Extracted information Block Start

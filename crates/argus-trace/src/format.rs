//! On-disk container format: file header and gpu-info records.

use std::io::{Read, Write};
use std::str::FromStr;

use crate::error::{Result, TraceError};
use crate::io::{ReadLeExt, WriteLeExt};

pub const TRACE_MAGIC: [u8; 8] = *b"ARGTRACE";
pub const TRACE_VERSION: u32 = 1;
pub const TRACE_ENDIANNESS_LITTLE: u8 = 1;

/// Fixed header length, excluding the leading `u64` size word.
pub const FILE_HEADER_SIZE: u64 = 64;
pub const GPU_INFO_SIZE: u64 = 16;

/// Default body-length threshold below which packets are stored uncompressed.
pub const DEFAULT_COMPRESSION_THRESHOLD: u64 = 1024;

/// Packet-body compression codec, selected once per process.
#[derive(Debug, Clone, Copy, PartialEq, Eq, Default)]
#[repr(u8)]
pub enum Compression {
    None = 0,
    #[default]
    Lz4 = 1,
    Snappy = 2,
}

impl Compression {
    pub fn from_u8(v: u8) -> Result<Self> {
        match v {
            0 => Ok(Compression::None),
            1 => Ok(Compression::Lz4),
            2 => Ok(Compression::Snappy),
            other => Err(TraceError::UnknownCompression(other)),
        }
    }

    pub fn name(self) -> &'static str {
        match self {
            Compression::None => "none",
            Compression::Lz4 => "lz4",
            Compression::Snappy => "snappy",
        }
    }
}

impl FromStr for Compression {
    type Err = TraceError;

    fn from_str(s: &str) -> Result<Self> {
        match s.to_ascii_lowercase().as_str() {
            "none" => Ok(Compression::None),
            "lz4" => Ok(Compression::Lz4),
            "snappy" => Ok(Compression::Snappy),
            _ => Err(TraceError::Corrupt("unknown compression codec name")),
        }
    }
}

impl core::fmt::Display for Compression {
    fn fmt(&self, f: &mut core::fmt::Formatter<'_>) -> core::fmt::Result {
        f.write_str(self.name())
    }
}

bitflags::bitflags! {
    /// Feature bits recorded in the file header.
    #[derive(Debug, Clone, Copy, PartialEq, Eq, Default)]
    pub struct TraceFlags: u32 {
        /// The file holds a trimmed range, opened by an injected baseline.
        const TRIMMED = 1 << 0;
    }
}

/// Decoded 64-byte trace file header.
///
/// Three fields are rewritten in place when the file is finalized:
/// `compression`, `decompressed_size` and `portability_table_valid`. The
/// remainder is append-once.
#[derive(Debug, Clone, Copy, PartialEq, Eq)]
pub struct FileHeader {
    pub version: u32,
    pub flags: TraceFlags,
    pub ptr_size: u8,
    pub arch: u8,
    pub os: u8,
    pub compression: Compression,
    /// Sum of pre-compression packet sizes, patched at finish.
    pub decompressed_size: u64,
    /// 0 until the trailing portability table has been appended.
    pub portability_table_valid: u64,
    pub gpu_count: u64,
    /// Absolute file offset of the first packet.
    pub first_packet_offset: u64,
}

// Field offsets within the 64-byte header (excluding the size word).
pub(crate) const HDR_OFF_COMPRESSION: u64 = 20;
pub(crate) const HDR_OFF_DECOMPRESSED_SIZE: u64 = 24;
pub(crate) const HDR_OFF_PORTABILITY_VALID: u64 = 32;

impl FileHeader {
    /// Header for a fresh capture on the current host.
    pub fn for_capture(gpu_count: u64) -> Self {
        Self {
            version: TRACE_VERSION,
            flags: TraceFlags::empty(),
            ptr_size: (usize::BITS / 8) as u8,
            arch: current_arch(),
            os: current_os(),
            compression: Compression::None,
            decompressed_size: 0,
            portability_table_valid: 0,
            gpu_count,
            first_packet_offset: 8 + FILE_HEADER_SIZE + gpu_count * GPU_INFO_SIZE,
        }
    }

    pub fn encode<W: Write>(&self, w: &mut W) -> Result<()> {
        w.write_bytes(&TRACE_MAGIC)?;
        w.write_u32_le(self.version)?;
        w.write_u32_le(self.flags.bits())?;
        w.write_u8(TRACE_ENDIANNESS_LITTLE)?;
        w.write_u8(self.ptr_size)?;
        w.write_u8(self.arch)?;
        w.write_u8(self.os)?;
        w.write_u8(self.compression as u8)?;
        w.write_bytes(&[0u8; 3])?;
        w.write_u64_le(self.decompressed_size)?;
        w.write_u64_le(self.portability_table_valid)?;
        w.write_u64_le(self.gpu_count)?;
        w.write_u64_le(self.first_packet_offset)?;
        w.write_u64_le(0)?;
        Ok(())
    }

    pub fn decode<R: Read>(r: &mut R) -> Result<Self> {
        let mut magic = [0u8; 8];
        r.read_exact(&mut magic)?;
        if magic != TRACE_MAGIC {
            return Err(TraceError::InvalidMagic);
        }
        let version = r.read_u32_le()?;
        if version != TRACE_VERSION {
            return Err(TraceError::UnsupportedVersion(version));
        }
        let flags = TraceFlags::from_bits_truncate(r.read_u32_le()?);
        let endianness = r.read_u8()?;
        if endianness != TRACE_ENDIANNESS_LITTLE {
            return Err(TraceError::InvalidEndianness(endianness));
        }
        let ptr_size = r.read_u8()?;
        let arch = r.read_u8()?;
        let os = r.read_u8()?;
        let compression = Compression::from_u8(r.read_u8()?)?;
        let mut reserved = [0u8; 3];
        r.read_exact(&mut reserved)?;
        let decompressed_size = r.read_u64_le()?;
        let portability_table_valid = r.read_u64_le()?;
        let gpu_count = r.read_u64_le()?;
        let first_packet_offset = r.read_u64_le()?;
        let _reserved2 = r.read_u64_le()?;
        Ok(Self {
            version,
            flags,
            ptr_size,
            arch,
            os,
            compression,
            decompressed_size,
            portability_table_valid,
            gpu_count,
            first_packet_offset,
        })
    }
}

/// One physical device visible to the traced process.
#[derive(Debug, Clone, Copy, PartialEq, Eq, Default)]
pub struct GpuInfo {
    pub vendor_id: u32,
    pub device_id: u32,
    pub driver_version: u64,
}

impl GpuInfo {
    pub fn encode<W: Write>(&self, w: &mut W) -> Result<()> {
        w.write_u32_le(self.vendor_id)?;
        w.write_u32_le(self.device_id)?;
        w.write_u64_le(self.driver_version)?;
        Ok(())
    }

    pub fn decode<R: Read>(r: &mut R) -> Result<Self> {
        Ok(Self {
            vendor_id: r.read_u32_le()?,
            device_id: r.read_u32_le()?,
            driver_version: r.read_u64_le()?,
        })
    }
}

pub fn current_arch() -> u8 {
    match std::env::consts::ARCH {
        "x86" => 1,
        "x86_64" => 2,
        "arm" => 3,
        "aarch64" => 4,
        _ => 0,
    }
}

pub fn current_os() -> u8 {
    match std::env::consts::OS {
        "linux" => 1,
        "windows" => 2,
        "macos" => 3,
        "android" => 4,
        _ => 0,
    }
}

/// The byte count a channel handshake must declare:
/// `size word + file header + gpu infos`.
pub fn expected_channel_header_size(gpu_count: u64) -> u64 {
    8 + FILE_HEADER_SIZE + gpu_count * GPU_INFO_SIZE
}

Extracted information Block End

• Directions: All of the lines above need to be given again exactly.

• Task response:
filename crates/argus-trace/src/format.rs
//! On-disk container format: file header and gpu-info records.

use std::io::{Read, Write};
use std::str::FromStr;

use crate::error::{Result, TraceError};
use crate::io::{ReadLeExt, WriteLeExt};

pub const TRACE_MAGIC: [u8; 8] = *b"ARGTRACE";
pub const TRACE_VERSION: u32 = 1;
pub const TRACE_ENDIANNESS_LITTLE: u8 = 1;

/// Fixed header length, excluding the leading `u64` size word.
pub const FILE_HEADER_SIZE: u64 = 64;
pub const GPU_INFO_SIZE: u64 = 16;

/// Default body-length threshold below which packets are stored uncompressed.
pub const DEFAULT_COMPRESSION_THRESHOLD: u64 = 1024;

/// Packet-body compression codec, selected once per process.
#[derive(Debug, Clone, Copy, PartialEq, Eq, Default)]
#[repr(u8)]
pub enum Compression {
    None = 0,
    #[default]
    Lz4 = 1,
    Snappy = 2,
}

impl Compression {
    pub fn from_u8(v: u8) -> Result<Self> {
        match v {
            0 => Ok(Compression::None),
            1 => Ok(Compression::Lz4),
            2 => Ok(Compression::Snappy),
            other => Err(TraceError::UnknownCompression(other)),
        }
    }

    pub fn name(self) -> &'static str {
        match self {
            Compression::None => "none",
            Compression::Lz4 => "lz4",
            Compression::Snappy => "snappy",
        }
    }
}

impl FromStr for Compression {
    type Err = TraceError;

    fn from_str(s: &str) -> Result<Self> {
        match s.to_ascii_lowercase().as_str() {
            "none" => Ok(Compression::None),
            "lz4" => Ok(Compression::Lz4),
            "snappy" => Ok(Compression::Snappy),
            _ => Err(TraceError::Corrupt("unknown compression codec name")),
        }
    }
}

impl core::fmt::Display for Compression {
    fn fmt(&self, f: &mut core::fmt::Formatter<'_>) -> core::fmt::Result {
        f.write_str(self.name())
    }
}

bitflags::bitflags! {
    /// Feature bits recorded in the file header.
    #[derive(Debug, Clone, Copy, PartialEq, Eq, Default)]
    pub struct TraceFlags: u32 {
        /// The file holds a trimmed range, opened by an injected baseline.
        const TRIMMED = 1 << 0;
    }
}

/// Decoded 64-byte trace file header.
///
/// Three fields are rewritten in place when the file is finalized:
/// `compression`, `decompressed_size` and `portability_table_valid`. The
/// remainder is append-once.
#[derive(Debug, Clone, Copy, PartialEq, Eq)]
pub struct FileHeader {
    pub version: u32,
    pub flags: TraceFlags,
    pub ptr_size: u8,
    pub arch: u8,
    pub os: u8,
    pub compression: Compression,
    /// Sum of pre-compression packet sizes, patched at finish.
    pub decompressed_size: u64,
    /// 0 until the trailing portability table has been appended.
    pub portability_table_valid: u64,
    pub gpu_count: u64,
    /// Absolute file offset of the first packet.
    pub first_packet_offset: u64,
}

// Field offsets within the 64-byte header (excluding the size word).
pub(crate) const HDR_OFF_COMPRESSION: u64 = 20;
pub(crate) const HDR_OFF_DECOMPRESSED_SIZE: u64 = 24;
pub(crate) const HDR_OFF_PORTABILITY_VALID: u64 = 32;

impl FileHeader {
    /// Header for a fresh capture on the current host.
    pub fn for_capture(gpu_count: u64) -> Self {
        Self {
            version: TRACE_VERSION,
            flags: TraceFlags::empty(),
            ptr_size: (usize::BITS / 8) as u8,
            arch: current_arch(),
            os: current_os(),
            compression: Compression::None,
            decompressed_size: 0,
            portability_table_valid: 0,
            gpu_count,
            first_packet_offset: 8 + FILE_HEADER_SIZE + gpu_count * GPU_INFO_SIZE,
        }
    }

    pub fn encode<W: Write>(&self, w: &mut W) -> Result<()> {
        w.write_bytes(&TRACE_MAGIC)?;
        w.write_u32_le(self.version)?;
        w.write_u32_le(self.flags.bits())?;
        w.write_u8(TRACE_ENDIANNESS_LITTLE)?;
        w.write_u8(self.ptr_size)?;
        w.write_u8(self.arch)?;
        w.write_u8(self.os)?;
        w.write_u8(self.compression as u8)?;
        w.write_bytes(&[0u8; 3])?;
        w.write_u64_le(self.decompressed_size)?;
        w.write_u64_le(self.portability_table_valid)?;
        w.write_u64_le(self.gpu_count)?;
        w.write_u64_le(self.first_packet_offset)?;
        w.write_u64_le(0)?;
        Ok(())
    }

    pub fn decode<R: Read>(r: &mut R) -> Result<Self> {
        let mut magic = [0u8; 8];
        r.read_exact(&mut magic)?;
        if magic != TRACE_MAGIC {
            return Err(TraceError::InvalidMagic);
        }
        let version = r.read_u32_le()?;
        if version != TRACE_VERSION {
            return Err(TraceError::UnsupportedVersion(version));
        }
        let flags = TraceFlags::from_bits_truncate(r.read_u32_le()?);
        let endianness = r.read_u8()?;
        if endianness != TRACE_ENDIANNESS_LITTLE {
            return Err(TraceError::InvalidEndianness(endianness));
        }
        let ptr_size = r.read_u8()?;
        let arch = r.read_u8()?;
        let os = r.read_u8()?;
        let compression = Compression::from_u8(r.read_u8()?)?;
        let mut reserved = [0u8; 3];
        r.read_exact(&mut reserved)?;
        let decompressed_size = r.read_u64_le()?;
        let portability_table_valid = r.read_u64_le()?;
        let gpu_count = r.read_u64_le()?;
        let first_packet_offset = r.read_u64_le()?;
        let _reserved2 = r.read_u64_le()?;
        Ok(Self {
            version,
            flags,
            ptr_size,
            arch,
            os,
            compression,
            decompressed_size,
            portability_table_valid,
            gpu_count,
            first_packet_offset,
        })
    }
}

/// One physical device visible to the traced process.
#[derive(Debug, Clone, Copy, PartialEq, Eq, Default)]
pub struct GpuInfo {
    pub vendor_id: u32,
    pub device_id: u32,
    pub driver_version: u64,
}

impl GpuInfo {
    pub fn encode<W: Write>(&self, w: &mut W) -> Result<()> {
        w.write_u32_le(self.vendor_id)?;
        w.write_u32_le(self.device_id)?;
        w.write_u64_le(self.driver_version)?;
        Ok(())
    }

    pub fn decode<R: Read>(r: &mut R) -> Result<Self> {
        Ok(Self {
            vendor_id: r.read_u32_le()?,
            device_id: r.read_u32_le()?,
            driver_version: r.read_u64_le()?,
        })
    }
}

pub fn current_arch() -> u8 {
    match std::env::consts::ARCH {
        "x86" => 1,
        "x86_64" => 2,
        "arm" => 3,
        "aarch64" => 4,
        _ => 0,
    }
}

pub fn current_os() -> u8 {
    match std::env::consts::OS {
        "linux" => 1,
        "windows" => 2,
        "macos" => 3,
        "android" => 4,
        _ => 0,
    }
}

/// The byte count a channel handshake must declare:
/// `size word + file header + gpu infos`.
pub fn expected_channel_header_size(gpu_count: u64) -> u64 {
    8 + FILE_HEADER_SIZE + gpu_count * GPU_INFO_SIZE
}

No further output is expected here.